** EXTRACTED INFORMATION follows **

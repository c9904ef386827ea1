//! # Billing Resources
//!
//! Invoices, customer receipts (payments), and sales returns.

use atlas_core::document::{
    CustomerReceipt, ReceiptDraft, SalesInvoice, SalesInvoiceDraft, SalesReturn, SalesReturnDraft,
};
use atlas_core::validation;

use crate::client::ApiClient;
use crate::error::ApiResult;

/// `/invoices` endpoints.
pub struct InvoicesApi<'a> {
    client: &'a ApiClient,
}

impl<'a> InvoicesApi<'a> {
    pub async fn list(&self) -> ApiResult<Vec<SalesInvoice>> {
        self.client.get("/invoices").await
    }

    pub async fn get(&self, id: &str) -> ApiResult<SalesInvoice> {
        self.client.get(&format!("/invoices/{}", id)).await
    }

    pub async fn create(&self, draft: &SalesInvoiceDraft) -> ApiResult<SalesInvoice> {
        self.client.post("/invoices", draft).await
    }

    /// Draft → Approved. Locks the financials.
    pub async fn approve(&self, id: &str) -> ApiResult<SalesInvoice> {
        self.client
            .post_action(&format!("/invoices/{}/approve", id))
            .await
    }

    /// Approved → Sent.
    pub async fn send(&self, id: &str) -> ApiResult<SalesInvoice> {
        self.client
            .post_action(&format!("/invoices/{}/send", id))
            .await
    }

    pub async fn cancel(&self, id: &str) -> ApiResult<SalesInvoice> {
        self.client
            .post_action(&format!("/invoices/{}/cancel", id))
            .await
    }
}

/// `/payments` endpoints (customer receipts).
pub struct ReceiptsApi<'a> {
    client: &'a ApiClient,
}

impl<'a> ReceiptsApi<'a> {
    pub async fn list(&self) -> ApiResult<Vec<CustomerReceipt>> {
        self.client.get("/payments").await
    }

    pub async fn get(&self, id: &str) -> ApiResult<CustomerReceipt> {
        self.client.get(&format!("/payments/{}", id)).await
    }

    /// Records a receipt. The server applies it to the linked invoice (or
    /// to the customer balance when unlinked) and is the authority for the
    /// resulting amounts.
    pub async fn create(&self, draft: &ReceiptDraft) -> ApiResult<CustomerReceipt> {
        validation::validate_payment_amount(draft.amount)?;
        self.client.post("/payments", draft).await
    }
}

/// `/sales-returns` endpoints.
pub struct ReturnsApi<'a> {
    client: &'a ApiClient,
}

impl<'a> ReturnsApi<'a> {
    pub async fn list(&self) -> ApiResult<Vec<SalesReturn>> {
        self.client.get("/sales-returns").await
    }

    pub async fn get(&self, id: &str) -> ApiResult<SalesReturn> {
        self.client.get(&format!("/sales-returns/{}", id)).await
    }

    pub async fn create(&self, draft: &SalesReturnDraft) -> ApiResult<SalesReturn> {
        self.client.post("/sales-returns", draft).await
    }

    /// pending → approved.
    pub async fn approve(&self, id: &str) -> ApiResult<SalesReturn> {
        self.client
            .post_action(&format!("/sales-returns/{}/approve", id))
            .await
    }

    /// pending → rejected.
    pub async fn reject(&self, id: &str) -> ApiResult<SalesReturn> {
        self.client
            .post_action(&format!("/sales-returns/{}/reject", id))
            .await
    }

    /// approved → refunded. The server performs the full cascade: refund
    /// payout, invoice reversal, customer balance credit, and the
    /// reversing stock movements.
    pub async fn refund(&self, id: &str) -> ApiResult<SalesReturn> {
        self.client
            .post_action(&format!("/sales-returns/{}/refund", id))
            .await
    }
}

impl ApiClient {
    pub fn invoices(&self) -> InvoicesApi<'_> {
        InvoicesApi { client: self }
    }

    pub fn receipts(&self) -> ReceiptsApi<'_> {
        ReceiptsApi { client: self }
    }

    pub fn returns(&self) -> ReturnsApi<'_> {
        ReturnsApi { client: self }
    }
}
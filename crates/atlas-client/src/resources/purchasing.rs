//! # Purchasing Resources
//!
//! Purchase orders and their receipt transition.

use atlas_core::document::{PurchaseOrder, PurchaseOrderDraft};

use crate::client::ApiClient;
use crate::error::ApiResult;

/// `/purchase-orders` endpoints.
pub struct PurchaseOrdersApi<'a> {
    client: &'a ApiClient,
}

impl<'a> PurchaseOrdersApi<'a> {
    pub async fn list(&self) -> ApiResult<Vec<PurchaseOrder>> {
        self.client.get("/purchase-orders").await
    }

    pub async fn get(&self, id: &str) -> ApiResult<PurchaseOrder> {
        self.client.get(&format!("/purchase-orders/{}", id)).await
    }

    pub async fn create(&self, draft: &PurchaseOrderDraft) -> ApiResult<PurchaseOrder> {
        self.client.post("/purchase-orders", draft).await
    }

    /// pending → received. The server appends the "in" stock movement for
    /// every line.
    pub async fn receive(&self, id: &str) -> ApiResult<PurchaseOrder> {
        self.client
            .post_action(&format!("/purchase-orders/{}/receive", id))
            .await
    }

    /// pending → cancelled.
    pub async fn cancel(&self, id: &str) -> ApiResult<PurchaseOrder> {
        self.client
            .post_action(&format!("/purchase-orders/{}/cancel", id))
            .await
    }

    pub async fn delete(&self, id: &str) -> ApiResult<()> {
        self.client
            .delete(&format!("/purchase-orders/{}", id))
            .await
    }
}

impl ApiClient {
    pub fn purchase_orders(&self) -> PurchaseOrdersApi<'_> {
        PurchaseOrdersApi { client: self }
    }
}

** End of EXTRACTED INFORMATION **

All lines of the records above that carry the word "struct" should be listed.

pub struct InvoicesApi<'a> {
pub struct ReceiptsApi<'a> {
pub struct ReturnsApi<'a> {
pub struct PurchaseOrdersApi<'a> {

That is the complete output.